Como movimentos de justiça social acomodam extremistas.
Como, pouco a pouco, extremismos vão tomando espaço nos ativismos?
O assunto é complexo e daria para fazer pesquisa com isso, mas vou escrever algumas poucas linhas a respeito, baseadas em alguns anos de experiência e observação.
Para a compreensão avançar um pouco nesse assunto, algumas coisas sobre nós devem ser entendidas: nós costumamos formar tabus e censurar nossas próprias habilidades críticas em torno deles. Temos a tendência ao pensamento de coalizão: concordar com quem tem sinais de estar em algumas das tribos das quais fazemos parte e baixar defesas críticas quando afirmam coisas problemáticas, e elevar exageradamente os muros dessas defesas quando as afirmações partem de membros de outras tribos, especialmente se forem tribos rotuladas como inimigas. Geralmente, fazemos isso sem perceber. Mas as coisas ficam piores quando esses vieses se tornam explícitos, conscientes e incentivados.

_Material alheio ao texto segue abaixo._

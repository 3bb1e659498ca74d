//! Per-operation context carrying an optional deadline.
//!
//! Every repository and ledger call takes an [`OpContext`]. Each backend call
//! runs under the deadline, and multi-step operations check it before every
//! step so an expired request never starts new writes.

use std::future::Future;
use std::time::Duration;

use kvconf_common::{KvconfError, Result};
use kvconf_store::StoreResult;
use tokio::time::Instant;
use tracing::debug;

#[derive(Debug, Clone, Copy, Default)]
pub struct OpContext {
    deadline: Option<Instant>,
}

impl OpContext {
    /// A context without a deadline
    pub fn background() -> Self {
        Self::default()
    }

    pub fn with_timeout(timeout: Duration) -> Self {
        Self {
            deadline: Some(Instant::now() + timeout),
        }
    }

    pub fn with_deadline(deadline: Instant) -> Self {
        Self {
            deadline: Some(deadline),
        }
    }

    pub fn deadline(&self) -> Option<Instant> {
        self.deadline
    }

    pub fn is_expired(&self) -> bool {
        self.deadline.is_some_and(|d| Instant::now() >= d)
    }

    /// Fail with `Cancelled` once the deadline has passed
    pub fn check(&self) -> Result<()> {
        if self.is_expired() {
            return Err(KvconfError::Cancelled("deadline exceeded".to_string()));
        }
        Ok(())
    }

    /// Run one backend call under this context.
    ///
    /// The call is not started when the deadline already passed, and is
    /// dropped mid-flight when the deadline passes while it is pending.
    pub async fn run<T, F>(&self, op: &'static str, call: F) -> Result<T>
    where
        F: Future<Output = StoreResult<T>>,
    {
        self.check()?;
        metrics::counter!("kv_backend_ops_total", "op" => op).increment(1);

        let result = match self.deadline {
            Some(deadline) => match tokio::time::timeout_at(deadline, call).await {
                Ok(result) => result,
                Err(_) => {
                    debug!(op, "Backend call aborted by deadline");
                    return Err(KvconfError::Cancelled(format!(
                        "deadline exceeded during {}",
                        op
                    )));
                }
            },
            None => call.await,
        };

        result.map_err(KvconfError::from)
    }
}
//! Graceful shutdown handling
//!
//! SIGINT/SIGTERM are turned into a broadcast signal; the HTTP server is then
//! stopped gracefully, letting in-flight requests finish within the
//! configured shutdown timeout.

use actix_web::dev::Server;
use tokio::sync::broadcast;
use tracing::{error, info};

/// Shutdown signal sender and receiver
#[derive(Clone)]
pub struct ShutdownSignal {
    sender: broadcast::Sender<()>,
}

impl ShutdownSignal {
    pub fn new() -> Self {
        let (sender, _) = broadcast::channel(1);
        Self { sender }
    }

    /// Get a receiver for shutdown notifications
    pub fn subscribe(&self) -> broadcast::Receiver<()> {
        self.sender.subscribe()
    }

    /// Trigger shutdown
    pub fn shutdown(&self) {
        let _ = self.sender.send(());
    }
}

impl Default for ShutdownSignal {
    fn default() -> Self {
        Self::new()
    }
}

/// Spawn a listener for Ctrl+C and SIGTERM.
///
/// Returns the shutdown signal it triggers. If a handler cannot be installed
/// the failure is logged and that source never fires.
pub fn wait_for_shutdown_signal() -> ShutdownSignal {
    let shutdown = ShutdownSignal::new();
    let shutdown_clone = shutdown.clone();

    tokio::spawn(async move {
        let ctrl_c = async {
            if let Err(e) = tokio::signal::ctrl_c().await {
                error!("Failed to install Ctrl+C handler: {}", e);
                std::future::pending::<()>().await;
            }
        };

        #[cfg(unix)]
        let terminate = async {
            match tokio::signal::unix::signal(tokio::signal::unix::SignalKind::terminate()) {
                Ok(mut signal) => {
                    signal.recv().await;
                }
                Err(e) => {
                    error!("Failed to install SIGTERM handler: {}", e);
                    std::future::pending::<()>().await;
                }
            }
        };

        #[cfg(not(unix))]
        let terminate = std::future::pending::<()>();

        tokio::select! {
            _ = ctrl_c => {
                info!("Received Ctrl+C, initiating graceful shutdown...");
            }
            _ = terminate => {
                info!("Received SIGTERM, initiating graceful shutdown...");
            }
        }

        shutdown_clone.shutdown();
    });

    shutdown
}

/// Run the server until it exits on its own or the signal fires
pub async fn run_until_shutdown(server: Server, signal: &ShutdownSignal) -> std::io::Result<()> {
    let handle = server.handle();
    let mut receiver = signal.subscribe();

    tokio::spawn(async move {
        if receiver.recv().await.is_ok() {
            info!("Stopping HTTP server gracefully");
            handle.stop(true).await;
        }
    });

    server.await?;
    info!("Shutdown complete");
    Ok(())
}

Por exemplo, se me vejo como alguém de esquerda e me confronto com uma ideia complicada – por exemplo, se um Banco Central independente é uma boa ideia – na falta de tempo, motivação ou capacidade de entender o que está em jogo, eu parto para concordar com algum consenso da esquerda a respeito e desconfiar de algum consenso da direita. Isso não é uma atitude necessariamente irracional: quer dizer que, na falta de recursos fundamentais para tomar decisões idealmente reflexivas (incluindo tempo), busco o conforto de confiar na comunidade que mais parece compartilhar meus valores.
Não é uma decisão necessariamente irracional, mas é uma decisão perigosa e propensa ao erro. Afinal, bem sabemos que não há garantia de uma opinião estar correta só porque é emitida por quem acertou no passado. Especialmente se parte de alguém que deixou de lado uma ideia mais cuidadosa e ponderada de ética e justiça e foi às raias do extremismo.
Há extremismos recorrentes nas causas sociais. Extremismo ativista é:
– O fato de que uma quantidade substancial de pessoas autointituladas feministas defendem, hoje, ideias claramente sexistas. Parece de uma fantasia orwelliana, pois feminismo é anti-sexismo para boa parte de quem se dedica ao assunto, mas é o que está acontecendo. O extremismo neste caso é um fervor moral com uma posição supostamente pró-igualdade (e respeitada como tal) que acaba incorrendo em defender injustiças desiguais, caindo em contradição. É comum observar nas redes sociais a desqualificação e descarte de argumentos de alguém em função de seu “gênero errado”. Quando se desqualifica a opinião de alguém por causa de seu gênero, automaticamente incorre-se em sexismo, pois uma pessoa é declarada culpada em função de uma categoria de gênero à qual pertence. Diferentes acadêmicos estudaram esse extremismo e lhe deram nomes diferentes: Christina Hoff Sommers o chama de “gender feminism”, David Benatar o chama de “partisan feminism”, Janet Radcliffe Richards diz que essas ideias são “lixo absoluto”, e Daphne Patai sequer se dá ao trabalho de dar um nome novo, preferindo se focar em denunciar as ideias corruptas que tomaram cada vez mais espaço na academia norte-americana neste campo. Motivos são apresentados para a defesa desse extremismo, e tratarei deles adiante.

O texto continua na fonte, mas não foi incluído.